I am using FakeItEasy, which doesn't allow for mocking of OperationContext because it's a sealed class.  Add dependency injection into the mix, and you've got yourself a straight-up nightmare.  I've spent a week trying to figure this stuff out, and here's what I finally came up with . . . you're going to create a couple of ServiceHost's, and then they're going to talk to each other and run all your code in between.
#1 Create a class that inherits from ClientBase<IMyWcfService>:
public class MyWcfServiceClient : ClientBase<IMyWcfService>, IMyWcfService
{
    public MyWcfServiceClient(string address)

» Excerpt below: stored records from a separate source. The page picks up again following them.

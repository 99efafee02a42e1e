use serde::Deserialize;

/// Per-side cell counts for padding and margin.
///
/// Deserializes from a single number (all sides) or a map of sides.
#[derive(Debug, Clone, Copy, PartialEq, Eq, Default, Deserialize)]
#[serde(from = "EdgesRepr")]
pub struct Edges {
    pub top: u16,
    pub right: u16,
    pub bottom: u16,
    pub left: u16,
}

#[derive(Deserialize)]
#[serde(untagged)]
enum EdgesRepr {
    Uniform(u16),
    Sides {
        #[serde(default)]
        top: u16,
        #[serde(default)]
        right: u16,
        #[serde(default)]
        bottom: u16,
        #[serde(default)]
        left: u16,
    },
}

impl From<EdgesRepr> for Edges {
    fn from(repr: EdgesRepr) -> Self {
        match repr {
            EdgesRepr::Uniform(cells) => Self::all(cells),
            EdgesRepr::Sides {
                top,
                right,
                bottom,
                left,
            } => Self::new(top, right, bottom, left),
        }
    }
}

impl Edges {
    /// Sides in CSS order.
    pub const fn new(top: u16, right: u16, bottom: u16, left: u16) -> Self {
        Self {
            top,
            right,
            bottom,
            left,
        }
    }

    pub const fn all(cells: u16) -> Self {
        Self::new(cells, cells, cells, cells)
    }

    pub const fn horizontal(cells: u16) -> Self {
        Self::new(0, cells, 0, cells)
    }

    pub const fn left(cells: u16) -> Self {
        Self::new(0, 0, 0, cells)
    }

    pub const fn without_top(self) -> Self {
        Self { top: 0, ..self }
    }

    pub const fn horizontal_total(&self) -> u16 {
        self.left + self.right
    }

    pub const fn vertical_total(&self) -> u16 {
        self.top + self.bottom
    }

    pub const fn is_zero(&self) -> bool {
        self.horizontal_total() == 0 && self.vertical_total() == 0
    }
}
//! Virtual list state.

use std::fmt;
use std::ops::Range;

use log::{debug, trace};

use super::props::{
    DEFAULT_END_REACHED_THRESHOLD, EndReached, ItemInfo, ListProps, OnEndReachedFn,
};
use crate::element::Element;

/// Data key holding an item's extracted key.
pub const KEY_DATA: &str = "key";
/// Data key holding the rows to skip inside the first rendered child.
pub const WINDOW_OFFSET_DATA: &str = "window_offset";

/// A mounted virtualized list.
///
/// Items are one row tall, separators add one row between items. The
/// viewport comes from a host measurement when one was given, otherwise from
/// the fixed height of the list style. Without either, every item is built.
pub struct VirtualList {
    /// Rows scrolled past; unbounded so any list length stays reachable.
    scroll_offset: usize,
    measured_viewport: Option<u16>,
    style_viewport: Option<u16>,
    item_count: usize,
    content_height: usize,
    /// Content height for which end-reached already fired.
    end_reached_sent: Option<usize>,
    on_end_reached: Option<OnEndReachedFn>,
    threshold: f32,
}

impl Default for VirtualList {
    fn default() -> Self {
        Self {
            scroll_offset: 0,
            measured_viewport: None,
            style_viewport: None,
            item_count: 0,
            content_height: 0,
            end_reached_sent: None,
            on_end_reached: None,
            threshold: DEFAULT_END_REACHED_THRESHOLD,
        }
    }
}

impl fmt::Debug for VirtualList {
    fn fmt(&self, f: &mut fmt::Formatter<'_>) -> fmt::Result {
        f.debug_struct("VirtualList")
            .field("scroll_offset", &self.scroll_offset)
            .field("viewport", &self.viewport())
            .field("item_count", &self.item_count)
            .field("content_height", &self.content_height)
            .field("end_reached_sent", &self.end_reached_sent)
            .field("threshold", &self.threshold)
            .finish_non_exhaustive()
    }
}

impl VirtualList {
    pub fn new() -> Self {
        Self::default()
    }

    // -------------------------------------------------------------------------
    // Geometry
    // -------------------------------------------------------------------------

    pub fn scroll_offset(&self) -> usize {
        self.scroll_offset
    }

    pub fn content_height(&self) -> usize {
        self.content_height
    }

    /// Visible rows, if known.
    pub fn viewport(&self) -> Option<u16> {
        self.measured_viewport.or(self.style_viewport)
    }

    /// Record the measured viewport height from the host's layout.
    pub fn set_viewport_height(&mut self, height: u16) {
        self.measured_viewport = Some(height);
        self.clamp_offset();
        self.check_end_reached();
    }

    fn max_offset(&self) -> usize {
        match self.viewport() {
            Some(viewport) => self.content_height.saturating_sub(usize::from(viewport)),
            None => 0,
        }
    }

    fn clamp_offset(&mut self) {
        self.scroll_offset = self.scroll_offset.min(self.max_offset());
    }

    /// Index range of the items intersecting the viewport.
    pub fn visible_range(&self, row_span: u16) -> Range<usize> {
        let Some(viewport) = self.viewport() else {
            return 0..self.item_count;
        };
        let span = usize::from(row_span.max(1));
        let start = self.scroll_offset / span;
        let bottom = self.scroll_offset.saturating_add(usize::from(viewport));
        let end = bottom.div_ceil(span).min(self.item_count);
        start.min(end)..end
    }

    // -------------------------------------------------------------------------
    // Scrolling
    // -------------------------------------------------------------------------

    pub fn scroll_to_top(&mut self) {
        self.scroll_to_offset(0);
    }

    pub fn scroll_to_offset(&mut self, offset: usize) {
        self.scroll_offset = offset;
        self.clamp_offset();
        self.check_end_reached();
    }

    /// Scroll by a signed number of rows.
    pub fn scroll_by(&mut self, delta: i16) {
        let target = if delta < 0 {
            self.scroll_offset.saturating_sub(usize::from(delta.unsigned_abs()))
        } else {
            self.scroll_offset.saturating_add(delta as usize)
        };
        self.scroll_offset = target.min(self.max_offset());
        trace!("VirtualList scrolled to {}", self.scroll_offset);
        self.check_end_reached();
    }

    // -------------------------------------------------------------------------
    // Rendering
    // -------------------------------------------------------------------------

    /// Build the list element for `data`.
    pub fn render<T>(&mut self, id: &str, data: &[T], props: &ListProps<'_, T>) -> Element {
        self.on_end_reached = props.on_end_reached.cloned();
        self.threshold = props
            .on_end_reached_threshold
            .unwrap_or(DEFAULT_END_REACHED_THRESHOLD);
        self.style_viewport = props
            .style
            .height
            .map(|h| h.saturating_sub(props.style.border_edges().vertical_total()));

        let row_span: u16 = if props.render_separator.is_some() { 2 } else { 1 };
        self.item_count = data.len();
        self.content_height = content_height(data.len(), row_span);
        self.clamp_offset();

        let range = self.visible_range(row_span);
        // Rows hidden inside the first rendered item, always below `row_span`.
        let window_offset = self
            .scroll_offset
            .saturating_sub(range.start * usize::from(row_span));

        let mut rows = Vec::with_capacity(range.len() * usize::from(row_span));
        for index in range {
            let item = &data[index];
            let key = match props.key_extractor {
                Some(extract) => extract(item, index),
                None => index.to_string(),
            };
            rows.push((props.render_item)(ItemInfo { item, index }).data(KEY_DATA, key));

            if let Some(separator) = props.render_separator
                && index + 1 < data.len()
            {
                rows.push(separator(index));
            }
        }

        let mut list = Element::col()
            .id(id)
            .style(props.style.clone())
            .scrollable(true)
            .scroll_offset(self.scroll_offset)
            .data(WINDOW_OFFSET_DATA, window_offset.to_string())
            .data(
                "keyboard_should_persist_taps",
                props.keyboard_should_persist_taps.as_str(),
            );
        for (name, value) in props.options {
            list = list.data(name.clone(), value.to_string());
        }

        self.check_end_reached();
        list.children(rows)
    }

    /// Fire end-reached once per content height when within the threshold.
    fn check_end_reached(&mut self) {
        let Some(callback) = self.on_end_reached.clone() else {
            return;
        };
        if self.content_height == 0 {
            return;
        }

        let visible = self
            .viewport()
            .map_or(self.content_height, usize::from);
        let distance = self
            .content_height
            .saturating_sub(self.scroll_offset.saturating_add(visible));
        let limit = self.threshold * visible as f32;

        if distance as f32 > limit {
            self.end_reached_sent = None;
            return;
        }
        if self.end_reached_sent == Some(self.content_height) {
            return;
        }

        self.end_reached_sent = Some(self.content_height);
        debug!(
            "VirtualList end reached: distance={} content_height={}",
            distance, self.content_height
        );
        callback(EndReached {
            distance_from_end: distance,
        });
    }
}

fn content_height(item_count: usize, row_span: u16) -> usize {
    if item_count == 0 {
        return 0;
    }
    let span = usize::from(row_span);
    item_count.saturating_mul(span) - (span - 1)
}
//! Terminal setup, teardown and diffed drawing.

use std::io::{self, Stdout, Write};
use std::panic;

use autocomplete::{Element, Rgb, TextStyle};
use crossterm::cursor::{self, MoveTo};
use crossterm::event::{DisableMouseCapture, EnableMouseCapture};
use crossterm::style::{
    Attribute, Color as CtColor, Print, SetAttribute, SetBackgroundColor, SetForegroundColor,
};
use crossterm::terminal::{
    self, EnterAlternateScreen, LeaveAlternateScreen, disable_raw_mode, enable_raw_mode,
};
use crossterm::{execute, queue};

use crate::buffer::{Buffer, DEFAULT_BG, DEFAULT_FG, char_width};
use crate::paint::{Frame, Rect, paint};

/// Owns the terminal while the app runs and restores it on drop or panic.
pub struct TerminalGuard {
    stdout: Stdout,
    current: Buffer,
    previous: Buffer,
}

impl TerminalGuard {
    pub fn new() -> io::Result<Self> {
        let original_hook = panic::take_hook();
        panic::set_hook(Box::new(move |panic_info| {
            let _ = restore_terminal();
            original_hook(panic_info);
        }));

        enable_raw_mode()?;
        let mut stdout = io::stdout();
        execute!(stdout, EnterAlternateScreen, EnableMouseCapture, cursor::Hide)?;

        let (width, height) = terminal::size()?;
        Ok(Self {
            stdout,
            current: Buffer::new(width, height),
            previous: Buffer::invalid(width, height),
        })
    }

    pub fn size(&self) -> (u16, u16) {
        (self.current.width(), self.current.height())
    }

    /// Paint `root` and write the cells that changed since the last draw.
    pub fn draw(&mut self, root: &Element) -> io::Result<Frame> {
        let (width, height) = terminal::size()?;
        if (width, height) != self.size() {
            self.current = Buffer::new(width, height);
            self.previous = Buffer::invalid(width, height);
        }

        self.current.clear();
        let frame = paint(root, Rect::new(0, 0, width, height), &mut self.current);
        self.flush_diff()?;

        match frame.cursor {
            Some((x, y)) => queue!(self.stdout, MoveTo(x, y), cursor::Show)?,
            None => queue!(self.stdout, cursor::Hide)?,
        }
        self.stdout.flush()?;

        std::mem::swap(&mut self.current, &mut self.previous);
        Ok(frame)
    }

    fn flush_diff(&mut self) -> io::Result<()> {
        let mut last = None;
        let mut fg = DEFAULT_FG;
        let mut bg = DEFAULT_BG;
        let mut style = TextStyle::new();

        queue!(
            self.stdout,
            SetAttribute(Attribute::Reset),
            SetForegroundColor(ct_color(fg)),
            SetBackgroundColor(ct_color(bg))
        )?;

        for (x, y, cell) in self.current.diff(&self.previous) {
            if cell.wide_continuation {
                continue;
            }
            if last != Some((x, y)) {
                queue!(self.stdout, MoveTo(x, y))?;
            }
            if cell.style != style {
                queue!(self.stdout, SetAttribute(Attribute::Reset))?;
                apply_style(&mut self.stdout, cell.style)?;
                // Reset clears colors too.
                fg = DEFAULT_FG;
                bg = DEFAULT_BG;
                queue!(
                    self.stdout,
                    SetForegroundColor(ct_color(fg)),
                    SetBackgroundColor(ct_color(bg))
                )?;
                style = cell.style;
            }
            if cell.fg != fg {
                queue!(self.stdout, SetForegroundColor(ct_color(cell.fg)))?;
                fg = cell.fg;
            }
            if cell.bg != bg {
                queue!(self.stdout, SetBackgroundColor(ct_color(cell.bg)))?;
                bg = cell.bg;
            }
            queue!(self.stdout, Print(cell.char))?;
            last = Some((x + char_width(cell.char).max(1), y));
        }

        queue!(self.stdout, SetAttribute(Attribute::Reset))?;
        Ok(())
    }
}

impl Drop for TerminalGuard {
    fn drop(&mut self) {
        let _ = restore_terminal();
    }
}

fn ct_color(rgb: Rgb) -> CtColor {
    CtColor::Rgb {
        r: rgb.r,
        g: rgb.g,
        b: rgb.b,
    }
}

fn apply_style(out: &mut Stdout, style: TextStyle) -> io::Result<()> {
    if style.bold {
        queue!(out, SetAttribute(Attribute::Bold))?;
    }
    if style.dim {
        queue!(out, SetAttribute(Attribute::Dim))?;
    }
    if style.italic {
        queue!(out, SetAttribute(Attribute::Italic))?;
    }
    if style.underline {
        queue!(out, SetAttribute(Attribute::Underlined))?;
    }
    Ok(())
}

fn restore_terminal() -> io::Result<()> {
    disable_raw_mode()?;
    execute!(
        io::stdout(),
        LeaveAlternateScreen,
        DisableMouseCapture,
        cursor::Show
    )?;
    Ok(())
}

        : base(new WebHttpBinding(), new EndpointAddress(address))
    {
        this.Endpoint.EndpointBehaviors.Add(new WebHttpBehavior());
    }
    public void CallMyStuff()
    {
        using (new OperationContextScope(this.InnerChannel))
        {
            base.Channel.CallMyStuff();
        }
    }
}
#2 Create a "calling service" that will call this method.  First, create an interface:
[ServiceContract]
public interface IMyWcfCallingService
{
    [OperationContract]
    void CallCallMyStuff();
}
Then create the "calling service" that implements this interface:
public class MyWcfCallingService : IMyWcfCallingService
{
    static MyWcfServiceClient _client = new MyWcfServiceClient("http://localhost:8008");
    // ^^^ This "http://localhost:8008" is the address where
    // your actual service is going to "live" in your unit test        
    public void CallCallMyStuff()
    {
        _client.CallMyStuff();
    }
}
#3 Instantiate your actual service in the unit test:
var myService = new MyWcfService(_someMockedDependency, _someOtherMockedDependency);
#4 Create the two ServiceHost's that are going to talk to one another, and call your service:
var restHost = new WebServiceHost(myService, new Uri("http://localhost:8008"));
// ^^^ Make sure the URL here matches the URL you used in Step #2
var behavior = restHost.Description.Behaviors.Find<ServiceBehaviorAttribute>();
behavior.InstanceContextMode = InstanceContextMode.Single;
// ^^^ If you're using dependency injection with mocked dependencies 
// to create your myService object, this is muy importante
restHost.Open();
var clientHost = new ServiceHost(typeof(MyWcfCallingService), new Uri("http://localhost:80"));
// ^^^ use some other address here, different from the one you used for the service itself
clientHost.AddServiceEndpoint(typeof(IMyWcfCallingService), new BasicHttpBinding(), string.Empty);
clientHost.Open();
var factory = new ChannelFactory<IMyWcfCallingService>(new BasicHttpBinding(), new EndpointAddress("http://localhost:80"));
// ^^^ this should match the url for the clienthost
var proxy = factory.CreateChannel();
proxy.CallCallMyStuff();
Damn WCF all to hell!  I never appreciated WebApi so much as when I started having to dig through legacy WCF code.